You will also notice that among the pine, cypress, eucalyptus, olive and almond trees, just to mention some of the flora found around the creek, you will see plenty of ailanthus trees. This particular tree, native to China, came to Greece from America when Queen Amalia wanted to fill the Royal (now National) Garden with ornamental plants. It propagates very easily, and thus there are hundreds growing here today.
Continuing our walk, always in the direction of the Attiki Odos motorway, the route is equally pleasant no matter which riverbank you choose to walk along. We enter the bed of the creek to observe the ruins of an aqueduct, the stone piping that was discovered when sections of the slopes collapsed.
Walking along the bridge at Evripou Street, we continue down to Kifisou and turn onto Rododafnis Street, heading back. This section of the creek is very well kept, as SOS Rematia and other associations regularly organize volunteer clean-ups.
The descent to Varnali Street is uninterrupted, a fast and pleasant walk.
The construction of Hadrian’s Aqueduct was begun in AD 134 by Roman Emperor Hadrian and was completed in AD 140 by Antoninus Pius.
The discovery of lanterns near Kifisias Avenue led to the uncovering of the aqueduct, now part of Halandri’s cultural heritage. The municipality has managed to obtain 3 million euros in funding from the EU’s Urban Innovative Actions initiative (UIA) to preserve and showcase the site.

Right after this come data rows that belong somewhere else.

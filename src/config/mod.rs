pub mod model;

use anyhow::{Context, Result};
use std::path::{Path, PathBuf};

pub use model::{ActiveConfig, AppConfig, LoggingConfig, ToggleConfig, ViewportConfig};

pub fn config_path() -> PathBuf {
    dirs::config_dir()
        .unwrap_or_else(|| PathBuf::from("."))
        .join("viewstate")
        .join("config.toml")
}

/// Loads the user config, falling back to defaults when none exists.
pub fn load_config() -> Result<AppConfig> {
    load_config_from(&config_path())
}

pub fn load_config_from(path: &Path) -> Result<AppConfig> {
    if !path.exists() {
        return Ok(AppConfig::default());
    }
    let contents = std::fs::read_to_string(path)
        .with_context(|| format!("Failed to read config from {}", path.display()))?;
    parse_config(&contents)
        .with_context(|| format!("Failed to parse config file {}", path.display()))
}

pub fn parse_config(contents: &str) -> Result<AppConfig> {
    let config: AppConfig = toml::from_str(contents)?;
    Ok(config)
}
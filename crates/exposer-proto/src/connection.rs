//! Persistent agent-side connection to the edge server.
//!
//! The connection is single-owner; sends serialize through a mutex so the
//! heartbeat ticker and the update sender cannot interleave frames.

use thiserror::Error;
use tokio::net::TcpStream;
use tokio::sync::Mutex;
use tracing::{info, warn};

use crate::codec::{write_message, CodecError};
use crate::reconnect::Backoff;
use crate::service::Message;

/// Connection errors.
#[derive(Debug, Error)]
pub enum ConnectionError {
    #[error("not connected")]
    NotConnected,

    #[error("already connected")]
    AlreadyConnected,

    #[error("failed to connect to {addr}: {source}")]
    Connect {
        addr: String,
        #[source]
        source: std::io::Error,
    },

    #[error("failed to send message: {0}")]
    Send(#[from] CodecError),
}

/// A persistent TCP connection to the edge server.
pub struct Connection {
    addr: String,
    stream: Mutex<Option<TcpStream>>,
}

impl Connection {
    pub fn new(addr: impl Into<String>) -> Self {
        Self {
            addr: addr.into(),
            stream: Mutex::new(None),
        }
    }

    pub fn addr(&self) -> &str {
        &self.addr
    }

    /// Establish the connection. Fails if already connected.
    pub async fn connect(&self) -> Result<(), ConnectionError> {
        let mut stream = self.stream.lock().await;
        if stream.is_some() {
            return Err(ConnectionError::AlreadyConnected);
        }

        let conn = TcpStream::connect(&self.addr)
            .await
            .map_err(|source| ConnectionError::Connect {
                addr: self.addr.clone(),
                source,
            })?;

        info!(addr = %self.addr, "connected to server");
        *stream = Some(conn);
        Ok(())
    }

    /// Send a message. The frame is written whole under the lock.
    pub async fn send(&self, msg: &Message) -> Result<(), ConnectionError> {
        let mut stream = self.stream.lock().await;
        let conn = stream.as_mut().ok_or(ConnectionError::NotConnected)?;
        write_message(conn, msg).await?;
        Ok(())
    }

    /// Drop the underlying stream, if any.
    pub async fn close(&self) {
        let mut stream = self.stream.lock().await;
        if stream.take().is_some() {
            info!(addr = %self.addr, "connection closed");
        }
    }

    pub async fn is_connected(&self) -> bool {
        self.stream.lock().await.is_some()
    }

    /// Close and re-establish the connection, retrying with backoff until
    /// it succeeds. The caller resets the backoff afterwards.
    pub async fn reconnect(&self, backoff: &mut Backoff) {
        self.close().await;

        loop {
            backoff.wait().await;
            info!(addr = %self.addr, attempt = backoff.attempt(), "attempting to reconnect");
            match self.connect().await {
                Ok(()) => {
                    info!(addr = %self.addr, "reconnected");
                    return;
                }
                Err(e) => warn!(addr = %self.addr, error = %e, "reconnection failed"),
            }
        }
    }
}

#[cfg(test)]
mod tests {
    use super::*;
    use crate::codec::read_message;
    use crate::service::MessageKind;
    use tokio::net::TcpListener;

    #[tokio::test]
    async fn test_send_requires_connection() {
        let conn = Connection::new("127.0.0.1:1");
        let err = conn.send(&Message::heartbeat()).await.unwrap_err();
        assert!(matches!(err, ConnectionError::NotConnected));
    }

    #[tokio::test]
    async fn test_connect_and_send() {
        let listener = TcpListener::bind("127.0.0.1:0").await.unwrap();
        let addr = listener.local_addr().unwrap();

        let server = tokio::spawn(async move {
            let (mut stream, _) = listener.accept().await.unwrap();
            read_message(&mut stream).await.unwrap()
        });

        let conn = Connection::new(addr.to_string());
        conn.connect().await.unwrap();
        assert!(conn.is_connected().await);

        conn.send(&Message::heartbeat()).await.unwrap();

        let received = server.await.unwrap();
        assert_eq!(received.kind, MessageKind::Heartbeat);

        conn.close().await;
        assert!(!conn.is_connected().await);
    }

    #[tokio::test]
    async fn test_double_connect_rejected() {
        let listener = TcpListener::bind("127.0.0.1:0").await.unwrap();
        let addr = listener.local_addr().unwrap();

        let conn = Connection::new(addr.to_string());
        conn.connect().await.unwrap();
        let err = conn.connect().await.unwrap_err();
        assert!(matches!(err, ConnectionError::AlreadyConnected));
    }
}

In antiquity, the creek was the northern border of Demos Flias (a subdivision of Athens, corresponding to modern-day Halandri) with Demos Athmonon (modern-day Maroussi), as the ancients used natural landmarks to delineate their borders.
Athens still has rivers
“Parks are the key to good public health and to the environmental health of cities,” I had read in an article during the first lockdown. “A 10-minute walk can improve our physical condition, reduce the risk of chronic diseases and help in brain and memory function,” experts state.
Of course, I am aware that Halandri Creek is not as impressive as Central Park in New York, for instance. But on my Sunday walk I remembered the British architect who, impressed by the small, neighborhood parks that dot urban centers throughout Greece, adopted the idea and proposed it in a public spaces competition in New Zealand.
Perhaps the time has come for us to also show more love what is nearest to us, just 10 minutes from our house.
Halandri Creek is one of the few, surviving traces of the rivers that once flowed through Athens. It is part of Polidroso Creek, stretching six kilometers, which starts on the slopes of Mt Pendeli and flows southwards through the districts of Nea Pendeli, Melissia, Vrilissia, Maroussi and Halandri.
In the riverbed one can see the traces of Hadrian’s Aqueduct, which in Roman times provided the city of Athens with water, transporting it from Mt Pendeli to Hadrian’s Reservoir (Dexameni) in the foothills of Lycabettus in central Athens (see box).